## AIM OF THE TASK
A copy is needed of each line in the records that has the word "response".
DATA SECTION below:
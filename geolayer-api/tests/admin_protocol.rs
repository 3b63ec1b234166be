//! Admin protocol tests over a real loopback TCP connection.

mod support;

use std::sync::Arc;
use std::time::Duration;

use geolayer_api::admin::{serve_session, Frame, SessionLimits};
use serde_json::{json, Value};
use support::{short_limits, TestApp, SUPERUSER};
use tokio::io::{AsyncBufReadExt, AsyncReadExt, AsyncWriteExt, BufReader};
use tokio::net::tcp::{OwnedReadHalf, OwnedWriteHalf};
use tokio::net::TcpStream;
use tokio::sync::watch;

struct AdminClient {
    reader: BufReader<OwnedReadHalf>,
    writer: OwnedWriteHalf,
}

impl AdminClient {
    async fn connect(addr: std::net::SocketAddr) -> Self {
        let stream = TcpStream::connect(addr).await.expect("connect should succeed");
        let (reader, writer) = stream.into_split();
        Self {
            reader: BufReader::new(reader),
            writer,
        }
    }

    async fn send_line(&mut self, line: &str) {
        self.writer
            .write_all(format!("{}\n", line).as_bytes())
            .await
            .expect("write should succeed");
    }

    async fn read_frame(&mut self) -> Option<Frame> {
        let mut line = String::new();
        let read = tokio::time::timeout(Duration::from_secs(5), self.reader.read_line(&mut line))
            .await
            .expect("response should arrive in time")
            .expect("read should succeed");
        if read == 0 {
            return None;
        }
        Some(serde_json::from_str(line.trim()).expect("response should be a frame"))
    }

    async fn call(&mut self, request: Value) -> Frame {
        self.send_line(&request.to_string()).await;
        self.read_frame().await.expect("connection should stay open")
    }

    async fn authenticate(&mut self) {
        let frame = self.call(json!({"method": "authenticate", "authkey": SUPERUSER})).await;
        assert!(frame.is_ok());
    }

    async fn is_closed(&mut self) -> bool {
        let mut rest = Vec::new();
        let read = tokio::time::timeout(Duration::from_secs(5), self.reader.read_to_end(&mut rest))
            .await
            .expect("close should arrive in time")
            .expect("read should succeed");
        read == 0
    }
}

fn ok_data(frame: Frame) -> Value {
    match frame {
        Frame::Ok { data } => data,
        Frame::Error { error } => panic!("expected ok frame, got error: {}", error),
    }
}

/// Start an admin server and return its address and shutdown handle.
async fn start(app: &TestApp, limits: SessionLimits) -> (std::net::SocketAddr, watch::Sender<bool>) {
    let server = app.admin_server(limits).await;
    let addr = server.local_addr().expect("server should have an address");
    let (shutdown_tx, shutdown_rx) = watch::channel(false);
    tokio::spawn(server.run(shutdown_rx));
    (addr, shutdown_tx)
}

#[tokio::test]
async fn test_ping_without_auth() {
    let app = TestApp::new();
    let (addr, _shutdown) = start(&app, short_limits()).await;
    let mut client = AdminClient::connect(addr).await;

    let data = ok_data(client.call(json!({"method": "ping"})).await);
    assert_eq!(data["message"], "pong");
}

#[tokio::test]
async fn test_malformed_line_gets_one_frame_then_close() {
    let app = TestApp::new();
    let (addr, _shutdown) = start(&app, short_limits()).await;
    let mut client = AdminClient::connect(addr).await;

    client.send_line("this is not json").await;
    let frame = client.read_frame().await.expect("an error frame should arrive");
    assert!(!frame.is_ok());
    assert!(client.is_closed().await);
}

#[tokio::test]
async fn test_object_without_method_keeps_connection() {
    let app = TestApp::new();
    let (addr, _shutdown) = start(&app, short_limits()).await;
    let mut client = AdminClient::connect(addr).await;

    let frame = client.call(json!({})).await;
    assert_eq!(frame, Frame::error("method not found"));

    let frame = client.call(json!({"method": ["ping"]})).await;
    assert!(!frame.is_ok());

    let data = ok_data(client.call(json!({"method": "ping"})).await);
    assert_eq!(data["message"], "pong");
}

#[tokio::test]
async fn test_unauthenticated_privileged_keeps_connection() {
    let app = TestApp::new();
    let (addr, _shutdown) = start(&app, short_limits()).await;
    let mut client = AdminClient::connect(addr).await;

    let frame = client.call(json!({"method": "export_apikeys"})).await;
    assert_eq!(frame, Frame::error("connection not authenticated"));

    let frame = client.call(json!({"method": "not_a_method"})).await;
    assert_eq!(frame, Frame::error("method not found"));

    client.authenticate().await;
    let data = ok_data(client.call(json!({"method": "export_apikeys"})).await);
    assert_eq!(data, json!([]));
}

#[tokio::test]
async fn test_authentication_is_per_connection() {
    let app = TestApp::new();
    let (addr, _shutdown) = start(&app, short_limits()).await;

    let mut first = AdminClient::connect(addr).await;
    first.authenticate().await;

    let mut second = AdminClient::connect(addr).await;
    let frame = second.call(json!({"method": "create_apikey"})).await;
    assert_eq!(frame, Frame::error("connection not authenticated"));
}

#[tokio::test]
async fn test_null_data_and_blank_lines() {
    let app = TestApp::new();
    let (addr, _shutdown) = start(&app, short_limits()).await;
    let mut client = AdminClient::connect(addr).await;
    client.authenticate().await;

    client.send_line("").await;
    let frame = client
        .call(json!({"method": "insert_feature", "data": null}))
        .await;
    assert_eq!(frame, Frame::error("missing required parameters"));
}

#[tokio::test]
async fn test_full_admin_workflow() {
    let app = TestApp::new();
    let (addr, _shutdown) = start(&app, short_limits()).await;
    let mut client = AdminClient::connect(addr).await;
    client.authenticate().await;

    let layer = json!({"type": "FeatureCollection", "features": [
        {"type": "Feature", "geometry": {"type": "Point", "coordinates": [1, 1]}, "properties": {"n": 1}}
    ]});
    let created = ok_data(
        client
            .call(json!({"method": "create_datasource", "data": {"datasource": "parcels", "layer": layer}}))
            .await,
    );
    assert_eq!(created["datasource_id"], "parcels");

    let frame = client
        .call(json!({"method": "insert_apikey", "data": {"apikey": "k-1", "datasources": ["parcels"]}}))
        .await;
    assert!(frame.is_ok());

    let exported = ok_data(client.call(json!({"method": "export_apikeys"})).await);
    assert_eq!(exported, json!([{"Apikey": "k-1", "Datasources": ["parcels"]}]));

    let all = ok_data(client.call(json!({"method": "export_datasources"})).await);
    assert_eq!(all["parcels"]["features"].as_array().map(Vec::len), Some(1));

    let deleted = ok_data(
        client
            .call(json!({"method": "delete_datasource", "datasource": "parcels"}))
            .await,
    );
    assert_eq!(deleted["unlinked"], 1);

    let frame = client
        .call(json!({"method": "export_datasource", "datasource": "parcels"}))
        .await;
    assert_eq!(frame, Frame::error("datasource not found: parcels"));
}

#[tokio::test]
async fn test_import_geojson_file() {
    let app = TestApp::new();
    let (addr, _shutdown) = start(&app, short_limits()).await;
    let mut client = AdminClient::connect(addr).await;
    client.authenticate().await;

    let file = app.store.dir.path().join("roads.geojson");
    std::fs::write(
        &file,
        r#"{"type":"FeatureCollection","features":[{"type":"Feature","geometry":null,"properties":{}}]}"#,
    )
    .expect("write should succeed");

    let data = ok_data(
        client
            .call(json!({"method": "import_file", "file": file.display().to_string()}))
            .await,
    );
    let datasource = data["datasource"].as_str().expect("datasource should be a string");
    let layer = app.state.cache.get_layer(datasource).expect("imported layer should exist");
    assert_eq!(layer.len(), 1);

    let frame = client
        .call(json!({"method": "import_file", "file": "/no/such/file.txt"}))
        .await;
    assert!(!frame.is_ok());
}

#[tokio::test]
async fn test_idle_session_closed() {
    let app = TestApp::new();
    let limits = SessionLimits {
        idle_timeout: Duration::from_millis(100),
        max_session: Duration::from_secs(30),
    };
    let (addr, _shutdown) = start(&app, limits).await;
    let mut client = AdminClient::connect(addr).await;

    let frame = client.read_frame().await.expect("timeout frame should arrive");
    assert_eq!(frame, Frame::error("session idle timeout"));
    assert!(client.is_closed().await);
}

#[tokio::test]
async fn test_session_time_limit() {
    let app = TestApp::new();
    let limits = SessionLimits {
        idle_timeout: Duration::from_secs(30),
        max_session: Duration::from_millis(200),
    };
    let (addr, _shutdown) = start(&app, limits).await;
    let mut client = AdminClient::connect(addr).await;

    assert!(client.call(json!({"method": "ping"})).await.is_ok());
    let frame = client.read_frame().await.expect("expiry frame should arrive");
    assert_eq!(frame, Frame::error("session expired"));
    assert!(client.is_closed().await);
}

#[tokio::test]
async fn test_non_local_peer_gets_nothing() {
    let app = TestApp::new();
    let ctx = Arc::new(app.admin_context());
    let (server_side, mut client_side) = tokio::io::duplex(1024);
    let peer = "203.0.113.7:40000".parse().expect("addr should parse");

    let session = tokio::spawn(serve_session(server_side, peer, ctx, short_limits()));
    // The server may already have dropped its end.
    let _ = client_side.write_all(b"{\"method\":\"ping\"}\n").await;

    let mut received = Vec::new();
    tokio::time::timeout(Duration::from_secs(5), client_side.read_to_end(&mut received))
        .await
        .expect("server should close the stream")
        .expect("read should succeed");
    assert!(received.is_empty());
    session.await.expect("session task should not panic");
}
End of DATA SECTION.
## TASK OUTPUT
            .expect("response should arrive in time")
        Some(serde_json::from_str(line.trim()).expect("response should be a frame"))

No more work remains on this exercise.